TB : Que faites-vous pour promouvoir le sentiment de communauté au bureau ?
MR : Nous avons un magnifique site de 20 hectares et nous réfléchissons à la manière d’exploiter au mieux nos espaces extérieurs. Nous possédons de superbes espaces verts, notamment notre jardin japonais, mais nous avons peu de zones où il est possible de s’asseoir. Nous voulons installer des food trucks pour permettre aux employés de déjeuner tout en échangeant avec leurs collègues. Nous venons de mener un projet pilote dans notre cafétéria principale : nous y avons installé, en plus des sièges traditionnels, des espaces de collaboration avec tableaux blancs et tables hautes. Nous voulons que nos espaces soient utilisés 100 % du temps. Notre cafétéria est donc aussi un lieu de réunion. Nous sommes en train de créer un espace où les individus peuvent faire une petite pause et lever les yeux de leur ordinateur. Mais en ce moment, les espaces partagés à l’extérieur sont notre priorité.

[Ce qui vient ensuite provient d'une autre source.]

//! # FIFO Allocator
//!
//! Walks a SKU's receipt layers oldest-first and produces one draft per layer
//! touched.
//!
//! ## Layer Walk
//! ```text
//! ┌─────────────────────────────────────────────────────────────────────────┐
//! │  allocate_fifo("MUG", 120, layers)                                      │
//! │                                                                         │
//! │  L1  day 1   100 left @ 10   take 100  ──► draft 100 @ 10 (L1)          │
//! │  L2  day 5    50 left @ 15   take  20  ──► draft  20 @ 15 (L2)          │
//! │                                                                         │
//! │  total 1300 • L1 0 left • L2 30 left                                    │
//! │                                                                         │
//! │  Ordering key: (received_at ASC, id ASC)                                │
//! │  Skipped:      voided layers, layers with nothing left                  │
//! │  Shortage:     InsufficientStock, nothing planned                       │
//! └─────────────────────────────────────────────────────────────────────────┘
//! ```

use crate::error::{CoreError, CoreResult};
use crate::types::{AllocationDraft, LayerUpdate, ReceiptLayer};
use crate::validation::validate_quantity;

/// Drafts and layer updates for one FIFO draw.
#[derive(Debug, Clone, PartialEq, Eq)]
pub struct FifoPlan {
    pub drafts: Vec<AllocationDraft>,
    pub layer_updates: Vec<LayerUpdate>,
}

/// Layers FIFO may consume, in consumption order.
pub fn consumption_order<'a>(sku: &str, layers: &'a [ReceiptLayer]) -> Vec<&'a ReceiptLayer> {
    let mut open: Vec<&ReceiptLayer> = layers
        .iter()
        .filter(|l| l.sku == sku && l.is_available())
        .collect();
    open.sort_by(|a, b| a.received_at.cmp(&b.received_at).then(a.id.cmp(&b.id)));
    open
}

/// Sum of `qty_remaining` over non-voided layers of `sku`.
pub fn available_qty(sku: &str, layers: &[ReceiptLayer]) -> i64 {
    layers
        .iter()
        .filter(|l| l.sku == sku && !l.voided)
        .map(|l| l.qty_remaining)
        .sum()
}

/// Plans a FIFO draw of `qty` units of `sku`.
///
/// Nothing is mutated; the caller applies `layer_updates` in the same
/// transaction that inserts the drafts.
///
/// ## Errors
/// - `Validation` when `qty <= 0`
/// - `InsufficientStock` when the open layers hold less than `qty`
pub fn allocate_fifo(sku: &str, qty: i64, layers: &[ReceiptLayer]) -> CoreResult<FifoPlan> {
    validate_quantity("qty", qty)?;

    let available = available_qty(sku, layers);
    if available < qty {
        return Err(CoreError::InsufficientStock {
            sku: sku.to_string(),
            requested: qty,
            available,
        });
    }

    let mut still_needed = qty;
    let mut drafts = Vec::new();
    let mut layer_updates = Vec::new();

    for layer in consumption_order(sku, layers) {
        if still_needed == 0 {
            break;
        }

        let taken = layer.qty_remaining.min(still_needed);
        still_needed -= taken;

        drafts.push(AllocationDraft {
            sku: sku.to_string(),
            qty: taken,
            unit_cost: layer.unit_cost,
            source_layer_id: Some(layer.id),
        });
        layer_updates.push(LayerUpdate {
            layer_id: layer.id,
            expected_remaining: layer.qty_remaining,
            new_remaining: layer.qty_remaining - taken,
        });
    }

    // available >= qty was checked above, so the walk always completes.
    debug_assert_eq!(still_needed, 0);

    Ok(FifoPlan {
        drafts,
        layer_updates,
    })
}

// =============================================================================
// Unit Tests
// =============================================================================

#[cfg(test)]
mod tests {
    use super::*;
    use crate::money::Money;
    use crate::types::LayerSource;
    use chrono::{TimeZone, Utc};

    fn layer(id: i64, day: u32, qty: i64, cost: i64) -> ReceiptLayer {
        ReceiptLayer {
            id,
            sku: "MUG".to_string(),
            received_at: Utc.with_ymd_and_hms(2026, 3, day, 9, 0, 0).unwrap(),
            qty_received: qty,
            qty_remaining: qty,
            unit_cost: Money::from_major(cost),
            source_type: LayerSource::StockIn,
            source_ref: None,
            voided: false,
        }
    }

    #[test]
    fn test_spans_layers_oldest_first() {
        // Listed newest first to prove the allocator sorts.
        let layers = vec![layer(2, 5, 50, 15), layer(1, 1, 100, 10)];

        let plan = allocate_fifo("MUG", 120, &layers).unwrap();

        assert_eq!(plan.drafts.len(), 2);
        assert_eq!(plan.drafts[0].qty, 100);
        assert_eq!(plan.drafts[0].unit_cost, Money::from_major(10));
        assert_eq!(plan.drafts[0].source_layer_id, Some(1));
        assert_eq!(plan.drafts[1].qty, 20);
        assert_eq!(plan.drafts[1].unit_cost, Money::from_major(15));
        assert_eq!(plan.drafts[1].source_layer_id, Some(2));

        let total: Money = plan.drafts.iter().map(|d| d.amount()).sum();
        assert_eq!(total, Money::from_major(1300));

        assert_eq!(plan.layer_updates[0].new_remaining, 0);
        assert_eq!(plan.layer_updates[1].new_remaining, 30);
    }

    #[test]
    fn test_ties_on_received_at_break_by_id() {
        let layers = vec![layer(7, 1, 10, 2), layer(3, 1, 10, 1)];
        let plan = allocate_fifo("MUG", 5, &layers).unwrap();
        assert_eq!(plan.drafts[0].source_layer_id, Some(3));
    }

    #[test]
    fn test_skips_voided_and_empty_layers() {
        let mut voided = layer(1, 1, 100, 1);
        voided.voided = true;
        let mut empty = layer(2, 2, 100, 2);
        empty.qty_remaining = 0;
        let layers = vec![voided, empty, layer(3, 3, 10, 3)];

        assert_eq!(available_qty("MUG", &layers), 10);

        let plan = allocate_fifo("MUG", 10, &layers).unwrap();
        assert_eq!(plan.drafts.len(), 1);
        assert_eq!(plan.drafts[0].source_layer_id, Some(3));
    }

    #[test]
    fn test_shortage_reports_requested_and_available() {
        let layers = vec![layer(1, 1, 30, 10), layer(2, 2, 10, 10)];
        let err = allocate_fifo("MUG", 50, &layers).unwrap_err();
        assert_eq!(
            err,
            CoreError::InsufficientStock {
                sku: "MUG".to_string(),
                requested: 50,
                available: 40,
            }
        );
    }

    #[test]
    fn test_ignores_other_skus() {
        let mut other = layer(1, 1, 100, 1);
        other.sku = "PLATE".to_string();
        assert!(allocate_fifo("MUG", 1, &[other]).is_err());
    }

    #[test]
    fn test_zero_quantity_is_invalid() {
        let layers = vec![layer(1, 1, 10, 1)];
        assert!(matches!(
            allocate_fifo("MUG", 0, &layers),
            Err(CoreError::Validation(_))
        ));
    }

    #[test]
    fn test_exact_fit_touches_single_layer() {
        let layers = vec![layer(1, 1, 10, 4), layer(2, 2, 10, 5)];
        let plan = allocate_fifo("MUG", 10, &layers).unwrap();
        assert_eq!(plan.layer_updates.len(), 1);
        assert_eq!(plan.layer_updates[0].expected_remaining, 10);
        assert_eq!(plan.layer_updates[0].new_remaining, 0);
    }
}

Depuis qu’elle a rejoint A-dec en 2014, Mariah Robbins a exercé diverses fonctions d’encadrement dans la vente et la formation. En 2019, elle a été nommée VP Global People + Culture, puis VP of People + Operations en 2022. Mariah est titulaire d’un Bachelor of Arts dans les relations internationales, d’un Master dans le domaine de la formation continue et des sciences politiques, et d’un doctorat en philosophie dans le domaine des politiques publiques.